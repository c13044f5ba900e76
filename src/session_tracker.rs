// Copyright (c) Microsoft Corporation.
// Licensed under the MIT License.

//! Per-session drain-quorum tracking: decides when every inner worker of a
//! session has simultaneously observed "no message or exception" and the
//! session should be released back to the broker.

use std::sync::{Arc, Mutex};
use std::time::Duration;

use tokio::sync::watch;
use tokio::task::JoinHandle;

use crate::{
    error::{Phase, PumpError},
    handler::{ExceptionSink, SessionMessageHandler},
    interfaces::SessionReceiver,
    renewal::RenewalLoop,
};

/// The outcome a parked inner worker is waiting for.
#[derive(Debug, Clone, Copy, PartialEq, Eq)]
pub(crate) enum Verdict {
    /// No decision has been made yet for the current parking epoch.
    Pending,
    /// A sibling received a message; resume receiving immediately.
    Retry,
    /// Every inner worker has parked; stop receiving, the session is draining.
    Stop,
}

struct TrackerState {
    parked: usize,
    sender: Option<watch::Sender<Verdict>>,
}

/// Tracks drain quorum for one accepted session and drives its release.
pub(crate) struct SessionTracker<S>
where
    S: SessionReceiver,
{
    worker_count: usize,
    state: Mutex<TrackerState>,
    session: Arc<S>,
    renewal_loop: Arc<RenewalLoop>,
    exception_sink: Arc<dyn ExceptionSink>,
    max_auto_renew_duration: Duration,
    release_handle: Mutex<Option<JoinHandle<()>>>,
}

impl<S> SessionTracker<S>
where
    S: SessionReceiver + 'static,
{
    pub(crate) fn new(
        session: Arc<S>,
        worker_count: usize,
        renewal_loop: Arc<RenewalLoop>,
        exception_sink: Arc<dyn ExceptionSink>,
        max_auto_renew_duration: Duration,
    ) -> Self {
        Self {
            worker_count,
            state: Mutex::new(TrackerState { parked: 0, sender: None }),
            session,
            renewal_loop,
            exception_sink,
            max_auto_renew_duration,
            release_handle: Mutex::new(None),
        }
    }

    /// Called by an inner worker that observed an empty receive or a receive
    /// error. Parks the caller, returning a receiver that resolves to
    /// [`Verdict::Retry`] if a sibling receives a message first, or
    /// [`Verdict::Stop`] once every inner worker has parked.
    ///
    /// When this call parks the last worker, it synchronously spawns the
    /// session release sequence (`on_close_session`, then close), whose
    /// completion the outer acceptance loop awaits via [`Self::take_release_handle`].
    pub(crate) fn should_retry_on_no_message_or_exception<H, M>(
        self: &Arc<Self>,
        handler: &Arc<H>,
    ) -> watch::Receiver<Verdict>
    where
        H: SessionMessageHandler<S, M> + 'static,
        M: crate::model::LockedMessage + Send + Sync + 'static,
    {
        let mut state = self.state.lock().expect("tracker mutex poisoned");

        let sender = state.sender.get_or_insert_with(|| watch::channel(Verdict::Pending).0);
        let receiver = sender.subscribe();

        state.parked += 1;
        let quorum_reached = state.parked >= self.worker_count;

        if quorum_reached {
            let sender = state.sender.take().expect("sender present, just inserted above");
            state.parked = 0;
            let _ = sender.send(Verdict::Stop);
            drop(state);
            self.begin_release(Arc::clone(handler));
        }

        receiver
    }

    /// Called by an inner worker that successfully received a message.
    /// Un-parks every sibling currently waiting on the active epoch's
    /// deferred result and resets the parked count for the next epoch.
    pub(crate) fn notify_message_received(&self) {
        let mut state = self.state.lock().expect("tracker mutex poisoned");
        if let Some(sender) = state.sender.take() {
            let _ = sender.send(Verdict::Retry);
        }
        state.parked = 0;
    }

    /// Takes the release task's handle, if the session has begun draining. The
    /// outer acceptance loop awaits this (after joining the inner worker
    /// loops) before accepting a fresh session.
    pub(crate) fn take_release_handle(&self) -> Option<JoinHandle<()>> {
        self.release_handle.lock().expect("tracker mutex poisoned").take()
    }

    fn begin_release<H, M>(self: &Arc<Self>, handler: Arc<H>)
    where
        H: SessionMessageHandler<S, M> + 'static,
        M: crate::model::LockedMessage + Send + Sync + 'static,
    {
        let tracker = Arc::clone(self);
        let handle = tokio::spawn(async move {
            log::info!("session {} draining, releasing session", tracker.session.session_id());

            let renewal_for_guard = Arc::clone(&tracker.renewal_loop);
            let guard = tokio::spawn(async move {
                tokio::time::sleep(tracker.max_auto_renew_duration).await;
                renewal_for_guard.cancel();
            });

            let close_result = handler.on_close_session(&tracker.session).await;
            guard.abort();

            // Defensive second cancel: idempotent, guards against the close
            // callback finishing before the guard timer task is scheduled away.
            tracker.renewal_loop.cancel();
            tracker.renewal_loop.join().await;

            if let Err(error) = close_result {
                tracker.exception_sink.notify_exception(
                    &PumpError::user_callback_failure(format!("{error:?}")),
                    Phase::UserCallback,
                );
            }

            if let Err(error) = tracker.session.close().await {
                tracker.exception_sink.notify_exception(&error, Phase::SessionClose);
            }
        });

        *self.release_handle.lock().expect("tracker mutex poisoned") = Some(handle);
    }
}
// Copyright (c) Microsoft Corporation.
// Licensed under the MIT License.

//! Configuration for registered handlers.

use std::time::Duration;

/// Default wall-clock bound on how long the pump will keep renewing a lock on
/// the user's behalf, if the caller does not override it.
const DEFAULT_MAX_AUTO_RENEW_DURATION: Duration = Duration::from_secs(5 * 60);

/// Options governing a non-sessioned [`MessageHandler`](crate::handler::MessageHandler)
/// registration.
#[derive(Builder, Clone, Debug)]
#[builder(setter(into), build_fn(validate = "Self::validate"))]
pub struct MessageHandlerOptions {
    /// Maximum number of callbacks the pump will run concurrently.
    #[builder(default = "1")]
    pub max_concurrent_calls: usize,
    /// Whether the pump automatically completes a message after a successful
    /// callback. If `false`, the user is responsible for disposing the message
    /// themselves (via the disposition façade) during the callback.
    #[builder(default = "true")]
    pub auto_complete: bool,
    /// Wall-clock bound, from message arrival, after which the pump stops
    /// renewing the message's lock regardless of whether the callback has
    /// completed.
    #[builder(default = "DEFAULT_MAX_AUTO_RENEW_DURATION")]
    pub max_auto_renew_duration: Duration,
}

impl MessageHandlerOptionsBuilder {
    fn validate(&self) -> Result<(), String> {
        if let Some(0) = self.max_concurrent_calls {
            return Err("max_concurrent_calls must be at least 1".to_string());
        }
        Ok(())
    }
}

/// Options governing a sessioned [`SessionMessageHandler`](crate::handler::SessionMessageHandler)
/// registration.
#[derive(Builder, Clone, Debug)]
#[builder(setter(into), build_fn(validate = "Self::validate"))]
pub struct SessionHandlerOptions {
    /// Maximum number of sessions the pump will have accepted and be pumping
    /// concurrently.
    #[builder(default = "1")]
    pub max_concurrent_sessions: usize,
    /// Maximum number of callbacks the pump will run concurrently per session.
    #[builder(default = "1")]
    pub max_concurrent_calls_per_session: usize,
    /// See [`MessageHandlerOptions::auto_complete`].
    #[builder(default = "true")]
    pub auto_complete: bool,
    /// See [`MessageHandlerOptions::max_auto_renew_duration`]. For sessions this
    /// bounds both an individual callback's renewal-cancel guard and the
    /// session-close handshake's renewal guard.
    #[builder(default = "DEFAULT_MAX_AUTO_RENEW_DURATION")]
    pub max_auto_renew_duration: Duration,
}

impl SessionHandlerOptionsBuilder {
    fn validate(&self) -> Result<(), String> {
        if let Some(0) = self.max_concurrent_sessions {
            return Err("max_concurrent_sessions must be at least 1".to_string());
        }
        if let Some(0) = self.max_concurrent_calls_per_session {
            return Err("max_concurrent_calls_per_session must be at least 1".to_string());
        }
        Ok(())
    }
}

#[cfg(test)]
mod tests {
    use super::*;

    #[test]
    fn message_handler_options_defaults() {
        let options = MessageHandlerOptionsBuilder::default().build().unwrap();
        assert_eq!(options.max_concurrent_calls, 1);
        assert!(options.auto_complete);
        assert_eq!(options.max_auto_renew_duration, DEFAULT_MAX_AUTO_RENEW_DURATION);
    }

    #[test]
    fn message_handler_options_rejects_zero_concurrency() {
        let result = MessageHandlerOptionsBuilder::default()
            .max_concurrent_calls(0usize)
            .build();
        assert!(result.is_err());
    }

    #[test]
    fn session_handler_options_rejects_zero_sessions() {
        let result = SessionHandlerOptionsBuilder::default()
            .max_concurrent_sessions(0usize)
            .build();
        assert!(result.is_err());
    }
}
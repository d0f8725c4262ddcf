use crate::Vocabulary;

/// Sticky status/school selections for the lifetime of one process.
#[derive(Debug, Clone, Default, PartialEq, Eq)]
pub struct SessionDefaults {
    pub status: Option<String>,
    pub school: Option<String>,
}

impl SessionDefaults {
    /// Applies a status menu answer. A valid key overrides the sticky value;
    /// anything else keeps it. Returns the value now in effect.
    pub fn choose_status(&mut self, vocabulary: &Vocabulary, input: &str) -> Option<&str> {
        choose(&mut self.status, vocabulary, input)
    }

    pub fn choose_school(&mut self, vocabulary: &Vocabulary, input: &str) -> Option<&str> {
        choose(&mut self.school, vocabulary, input)
    }
}

fn choose<'a>(slot: &'a mut Option<String>, vocabulary: &Vocabulary, input: &str) -> Option<&'a str> {
    if let Some(label) = vocabulary.select(input) {
        *slot = Some(label.to_string());
    }
    slot.as_deref()
}
mod command;
mod resolve;

pub use command::{CommandProbe, DEFAULT_INFO_PROGRAM, DEFAULT_LIST_PROGRAM};
pub use resolve::{
    IdentityResolver, Resolution, ResolveEvent, RetryPolicy, Sleeper, ThreadSleeper,
};

use handover_core::normalize_serial;
use std::fmt;
use std::io;
use thiserror::Error;
use tracing::{debug, warn};

/// Text `ideviceinfo` prints while the device still shows the
/// "Trust This Computer" dialog.
pub const TRUST_PENDING_MARKER: &str = "Pairing dialog response pending";

const SERIAL_PREFIX: &str = "SerialNumber:";

#[derive(Debug, Error)]
pub enum DeviceError {
    #[error("failed to launch {program}: {source}")]
    Launch {
        program: String,
        #[source]
        source: io::Error,
    },
    #[error("{program} failed: {details}")]
    Command { program: String, details: String },
    #[error("device {handle} is waiting for the trust dialog to be answered")]
    TrustPending { handle: String },
    #[error("device {handle} reported no serial number")]
    MissingSerial { handle: String },
}

/// Access to attached hardware: enumeration of connection handles and the
/// per-device info dump.
pub trait DeviceProbe {
    fn list_handles(&self) -> Result<Vec<String>, DeviceError>;

    fn query_info(&self, handle: &str) -> Result<String, DeviceError>;
}

impl<P: DeviceProbe + ?Sized> DeviceProbe for &P {
    fn list_handles(&self) -> Result<Vec<String>, DeviceError> {
        (**self).list_handles()
    }

    fn query_info(&self, handle: &str) -> Result<String, DeviceError> {
        (**self).query_info(handle)
    }
}

/// One attached unit, known only by its transport handle until resolved.
#[derive(Debug, Clone, PartialEq, Eq)]
pub struct ConnectedDevice {
    pub handle: String,
}

impl fmt::Display for ConnectedDevice {
    fn fmt(&self, f: &mut fmt::Formatter<'_>) -> fmt::Result {
        f.write_str(&self.handle)
    }
}

/// Enumerates attached devices. Probe failures are logged and read as "no
/// devices".
pub fn list_connected<P: DeviceProbe + ?Sized>(probe: &P) -> Vec<ConnectedDevice> {
    match probe.list_handles() {
        Ok(handles) => {
            let devices: Vec<ConnectedDevice> = handles
                .into_iter()
                .map(|handle| handle.trim().to_string())
                .filter(|handle| !handle.is_empty())
                .map(|handle| ConnectedDevice { handle })
                .collect();
            debug!(event = "devices_listed", count = devices.len());
            devices
        }
        Err(err) => {
            warn!(event = "enumeration_failed", error = %err);
            Vec::new()
        }
    }
}

/// Pulls the serial number out of an info dump, normalized.
pub fn parse_serial(info: &str) -> Option<String> {
    info.lines()
        .find_map(|line| line.strip_prefix(SERIAL_PREFIX))
        .map(normalize_serial)
        .filter(|serial| !serial.is_empty())
}

pub fn is_trust_pending(details: &str) -> bool {
    details.contains(TRUST_PENDING_MARKER)
}
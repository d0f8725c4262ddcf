mod config;
mod engine;
mod logging;
mod operator;
mod poll;
mod prompt;

use anyhow::{Context, Result};
use clap::Parser;
use config::{Args, Settings};
use engine::MatchEngine;
use handover_device::{CommandProbe, IdentityResolver, ThreadSleeper};
use handover_storage::AgreementStore;
use operator::{restore_terminal, TerminalOperator};
use poll::PollLoop;
use std::fs;
use tracing::{error, info, warn};

#[tokio::main]
async fn main() -> Result<()> {
    let args = Args::parse();
    let file_config = config::load_file_config(args.config.as_deref())?;
    let settings = Settings::resolve(&args, file_config)?;
    let log_guard = logging::init_logging(&settings);

    fs::create_dir_all(&settings.agreements_dir).with_context(|| {
        format!(
            "Failed to create agreements directory {}",
            settings.agreements_dir.display()
        )
    })?;
    let store = AgreementStore::load(&settings.agreements_dir)
        .context("Failed to load agreements")?;

    let summary = store.summary();
    println!("Loaded agreements for {} devices.", summary.total);
    println!("Total confirmed devices: {}", summary.confirmed);
    if summary.duplicates > 0 {
        println!(
            "Warning: {} serial numbers appear more than once; the last file read wins.",
            summary.duplicates
        );
    }

    info!(
        event = "handover_start",
        dir = %settings.agreements_dir.display(),
        agreements = store.len()
    );

    let gate = store.persist_gate();
    let resolver = IdentityResolver::new(
        CommandProbe::new(settings.list_program.clone(), settings.info_program.clone()),
        ThreadSleeper,
        settings.retry,
    );
    let engine = MatchEngine::new(settings.menus.clone());
    let poll_settings = settings.poll;
    let worker = tokio::task::spawn_blocking(move || {
        let mut poll_loop = PollLoop::new(
            resolver,
            TerminalOperator::default(),
            engine,
            store,
            poll_settings,
        );
        poll_loop.run();
    });

    let shutdown = async {
        if let Err(err) = tokio::signal::ctrl_c().await {
            warn!(event = "signal_handler_unavailable", error = %err);
            std::future::pending::<()>().await;
        }
    };

    tokio::select! {
        _ = shutdown => {
            info!(event = "interrupt");
        }
        joined = worker => {
            if let Err(err) = joined {
                error!(event = "poll_loop_failed", error = %err);
            }
        }
    }

    // A rewrite in flight finishes before the process goes away.
    let _held = gate.hold();
    restore_terminal();
    println!("\nExiting...");
    drop(log_guard);
    std::process::exit(0);
}
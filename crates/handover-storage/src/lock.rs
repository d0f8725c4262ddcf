use fs2::FileExt;
use std::fs::{File, OpenOptions};
use std::io;
use std::path::{Path, PathBuf};

/// Exclusive advisory lock on `<file>.lock`, released on drop. Record files
/// are replaced by rename, so the lock cannot live on the file itself.
pub(crate) struct AdvisoryFileLock {
    file: File,
}

impl AdvisoryFileLock {
    pub fn acquire(target: &Path) -> io::Result<Self> {
        let file = OpenOptions::new()
            .read(true)
            .write(true)
            .create(true)
            .truncate(false)
            .open(lock_path_for(target))?;
        file.lock_exclusive()?;
        Ok(Self { file })
    }
}

impl Drop for AdvisoryFileLock {
    fn drop(&mut self) {
        let _ = self.file.unlock();
    }
}

pub(crate) fn lock_path_for(target: &Path) -> PathBuf {
    match target.file_name() {
        Some(name) => target.with_file_name(format!("{}.lock", name.to_string_lossy())),
        None => target.with_extension("lock"),
    }
}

____

* **Work instruction**
Please go through the material and return each line where the word "MatchEngine" appears.

* **Worked solution**
use engine::MatchEngine;
    let engine = MatchEngine::new(settings.menus.clone());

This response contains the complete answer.